- _WHAT IS BEING ASKED_
Word for word, restate the lines of the data from the first through the one containing "use serde::Serialize;", and nothing else.

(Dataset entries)
Content starts

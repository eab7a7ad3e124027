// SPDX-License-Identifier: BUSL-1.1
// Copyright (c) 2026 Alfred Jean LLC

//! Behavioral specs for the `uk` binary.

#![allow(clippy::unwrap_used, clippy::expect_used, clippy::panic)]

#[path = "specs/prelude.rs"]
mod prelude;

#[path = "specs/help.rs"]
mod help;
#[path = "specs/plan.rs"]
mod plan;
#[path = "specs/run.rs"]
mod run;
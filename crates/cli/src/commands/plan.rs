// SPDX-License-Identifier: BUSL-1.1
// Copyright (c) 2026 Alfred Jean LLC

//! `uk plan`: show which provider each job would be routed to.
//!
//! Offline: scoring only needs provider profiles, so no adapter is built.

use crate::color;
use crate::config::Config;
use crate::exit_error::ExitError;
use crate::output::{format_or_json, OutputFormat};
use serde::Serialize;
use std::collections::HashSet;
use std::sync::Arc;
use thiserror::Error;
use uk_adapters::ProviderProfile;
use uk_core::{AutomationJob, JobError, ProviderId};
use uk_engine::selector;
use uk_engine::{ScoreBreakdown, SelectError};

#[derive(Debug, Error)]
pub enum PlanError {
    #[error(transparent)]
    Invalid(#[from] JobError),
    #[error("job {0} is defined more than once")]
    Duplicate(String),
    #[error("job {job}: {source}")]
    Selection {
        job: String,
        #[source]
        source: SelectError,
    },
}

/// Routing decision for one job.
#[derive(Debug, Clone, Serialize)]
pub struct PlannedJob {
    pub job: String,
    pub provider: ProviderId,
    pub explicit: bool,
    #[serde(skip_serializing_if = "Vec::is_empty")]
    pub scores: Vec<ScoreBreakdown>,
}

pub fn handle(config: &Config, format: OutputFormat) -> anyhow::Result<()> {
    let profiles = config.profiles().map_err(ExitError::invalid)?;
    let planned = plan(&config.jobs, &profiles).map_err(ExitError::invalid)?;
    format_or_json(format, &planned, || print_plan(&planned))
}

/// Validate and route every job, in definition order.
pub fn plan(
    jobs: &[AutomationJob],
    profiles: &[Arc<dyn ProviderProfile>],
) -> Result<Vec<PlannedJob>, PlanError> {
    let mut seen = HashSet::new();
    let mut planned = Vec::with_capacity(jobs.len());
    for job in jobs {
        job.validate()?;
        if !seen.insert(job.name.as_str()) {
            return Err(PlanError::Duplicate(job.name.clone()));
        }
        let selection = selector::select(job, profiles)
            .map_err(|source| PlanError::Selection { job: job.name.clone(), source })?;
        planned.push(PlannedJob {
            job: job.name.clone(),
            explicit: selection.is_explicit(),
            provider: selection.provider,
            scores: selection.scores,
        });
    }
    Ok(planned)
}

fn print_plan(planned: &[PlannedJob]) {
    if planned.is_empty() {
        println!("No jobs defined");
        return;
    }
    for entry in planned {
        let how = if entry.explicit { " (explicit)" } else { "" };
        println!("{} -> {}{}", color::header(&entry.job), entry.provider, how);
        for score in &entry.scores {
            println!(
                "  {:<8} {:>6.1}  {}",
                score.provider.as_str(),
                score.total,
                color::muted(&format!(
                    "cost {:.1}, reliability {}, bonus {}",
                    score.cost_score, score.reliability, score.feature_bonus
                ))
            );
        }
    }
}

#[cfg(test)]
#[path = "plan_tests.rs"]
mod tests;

Content ends

- _RESPONSE_
repository eab7a7ad3e124027
// SPDX-License-Identifier: BUSL-1.1
// Copyright (c) 2026 Alfred Jean LLC

//! Behavioral specs for the `uk` binary.

#![allow(clippy::unwrap_used, clippy::expect_used, clippy::panic)]

#[path = "specs/prelude.rs"]
mod prelude;

#[path = "specs/help.rs"]
mod help;
#[path = "specs/plan.rs"]
mod plan;
#[path = "specs/run.rs"]
mod run;
filename crates/cli/src/commands/plan.rs
// SPDX-License-Identifier: BUSL-1.1
// Copyright (c) 2026 Alfred Jean LLC

//! `uk plan`: show which provider each job would be routed to.
//!
//! Offline: scoring only needs provider profiles, so no adapter is built.

use crate::color;
use crate::config::Config;
use crate::exit_error::ExitError;
use crate::output::{format_or_json, OutputFormat};
use serde::Serialize;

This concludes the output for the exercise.